2. Proposes a mechanism to reduce the search space of the target schema for efficient candidate generation.
3. Exploits the generative abilities of LLMs to perform semantic ranking between two schemas, aligning with human matchers.
4. Provides a complete mapping between two healthcare schemas, addressing the lack of real-world evaluation datasets in the field.
**Background and Related Work:**
- **Large Language Models (LLMs):** LLMs have shown significant advancements in various tasks requiring deep semantic understanding, including schema matching.
- **Schema Matching:** Traditional manual methods are time-consuming and prone to errors, leading to the development of automated methods using ML algorithms. Recent work leverages NLP to improve semantic mappings, but still faces challenges with extensive data tagging.
**Method Description:**
- **Problem Statement:** Given a source schema and a target schema, the task involves finding a mapping between their elements.

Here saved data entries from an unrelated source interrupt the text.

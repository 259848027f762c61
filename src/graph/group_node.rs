//! GroupNode - wraps a chain of nodes behind a single vertex.
//!
//! The last input is the chain's output; everything delegates to it. Useful
//! for treating a source + retime pipeline as one unit in a larger graph.

use uuid::Uuid;

use crate::audio::{AudioBuffer, AudioContext};
use crate::error::EvalError;
use crate::graph::attrs::Attrs;
use crate::graph::graph::Graph;
use crate::graph::image::{IdTree, Image};
use crate::graph::node::{
    EvalContext, EvalEnv, FlushClass, Node, RangeInfo, StructureInfo,
};

pub struct GroupNode {
    uuid: Uuid,
    name: String,
    attrs: Attrs,
    inputs: Vec<Uuid>,
}

impl GroupNode {
    pub fn new(name: impl Into<String>) -> Self {
        Self {
            uuid: Uuid::new_v4(),
            name: name.into(),
            attrs: Attrs::new(),
            inputs: Vec::new(),
        }
    }

    fn root(&self) -> Option<Uuid> {
        self.inputs.last().copied()
    }
}

impl Node for GroupNode {
    fn uuid(&self) -> Uuid {
        self.uuid
    }

    fn name(&self) -> &str {
        &self.name
    }

    fn node_type(&self) -> &'static str {
        "group"
    }

    fn attrs(&self) -> &Attrs {
        &self.attrs
    }

    fn attrs_mut(&mut self) -> &mut Attrs {
        &mut self.attrs
    }

    fn inputs(&self) -> &[Uuid] {
        &self.inputs
    }

    fn set_inputs(&mut self, inputs: Vec<Uuid>) {
        self.inputs = inputs;
    }

    fn evaluate(&self, env: &EvalEnv, ctx: EvalContext) -> Result<Image, EvalError> {
        let Some(root) = self.root() else {
            return Ok(Image::no_image(self.uuid));
        };
        let node = env.graph.node(root).ok_or(EvalError::UnknownNode(root))?;
        node.evaluate(env, ctx)
    }

    fn evaluate_identifier(&self, env: &EvalEnv, ctx: EvalContext) -> Result<IdTree, EvalError> {
        let Some(root) = self.root() else {
            return Ok(IdTree::leaf("no-image"));
        };
        let node = env.graph.node(root).ok_or(EvalError::UnknownNode(root))?;
        node.evaluate_identifier(env, ctx)
    }

    fn range_info(&self, graph: &Graph) -> RangeInfo {
        self.root()
            .and_then(|id| graph.node(id))
            .map(|n| n.range_info(graph))
            .unwrap_or_default()
    }

    fn structure_info(&self, graph: &Graph, ctx: EvalContext) -> StructureInfo {
        self.root()
            .and_then(|id| graph.node(id))
            .map(|n| n.structure_info(graph, ctx))
            .unwrap_or_default()
    }

    fn audio_fill_buffer(
        &self,
        env: &EvalEnv,
        buf: &mut AudioBuffer,
        actx: AudioContext,
    ) -> usize {
        match self.root().and_then(|id| env.graph.node(id)) {
            Some(node) => node.audio_fill_buffer(env, buf, actx),
            None => 0,
        }
    }

    fn property_changed(&self, _key: &str) -> FlushClass {
        FlushClass::NONE
    }

    fn input_range_changed(&self) {}

    fn input_structure_changed(&self) {}
}

#[cfg(test)]
mod tests {
    use super::*;
    use crate::graph::retime_node::RetimeNode;
    use crate::graph::source_node::SourceNode;
    use crate::media::{FrameReader, SyntheticReader};
    use std::sync::Arc;

    #[test]
    fn test_group_delegates_to_chain_output() {
        let mut graph = Graph::new();
        let reader = Arc::new(SyntheticReader::new("clip", 1, 48, 24.0));
        let src = graph.add_node(SourceNode::new("clip", reader as Arc<dyn FrameReader>).into());
        let rt = graph.add_node(RetimeNode::new("retime").into());
        graph.set_node_inputs(rt, vec![src]).unwrap();
        let grp = graph.add_node(GroupNode::new("pipeline").into());
        graph.set_node_inputs(grp, vec![src, rt]).unwrap();

        let env = EvalEnv::bare(&graph);
        let img = graph
            .node(grp)
            .unwrap()
            .evaluate(&env, EvalContext::for_frame(7))
            .unwrap();
        assert_eq!(img.payload.as_ref().unwrap().data[0], 7.0);
        assert_eq!(graph.node(grp).unwrap().range_info(&graph).end, 48);
    }

    #[test]
    fn test_empty_group_is_no_image() {
        let mut graph = Graph::new();
        let grp = graph.add_node(GroupNode::new("pipeline").into());
        let env = EvalEnv::bare(&graph);
        let img = graph
            .node(grp)
            .unwrap()
            .evaluate(&env, EvalContext::for_frame(1))
            .unwrap();
        assert!(img.is_no_image());
    }
}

- **Method:** ReMatch transforms target schema tables and source schema attributes into structured documents, uses text embedding models for semantic similarity, and employs LLMs to select the most similar target attributes from the retrieved tables.
**Evaluation:**
- **Dataset Creation:** Two primary datasets, MIMIC-III to OMOP and OMOP Benchmark Synthea Dataset, were used for evaluation.
- **Experiments:** ReMatch and SMAT (a previous state-of-the-art method) were evaluated on both datasets using accuracy@K metrics.
- **Results:** ReMatch outperformed SMAT, especially on the more challenging MIMIC dataset, demonstrating its robustness and effectiveness.
**Conclusions:**
ReMatch is a scalable and effective method for schema matching using retrieval-enhanced LLMs, designed to complement and aid human matchers. Future work will focus on incorporating type constraints, foreign keys, and primary keys, as well as enhancing guidance mechanisms and enriching table and column descriptions.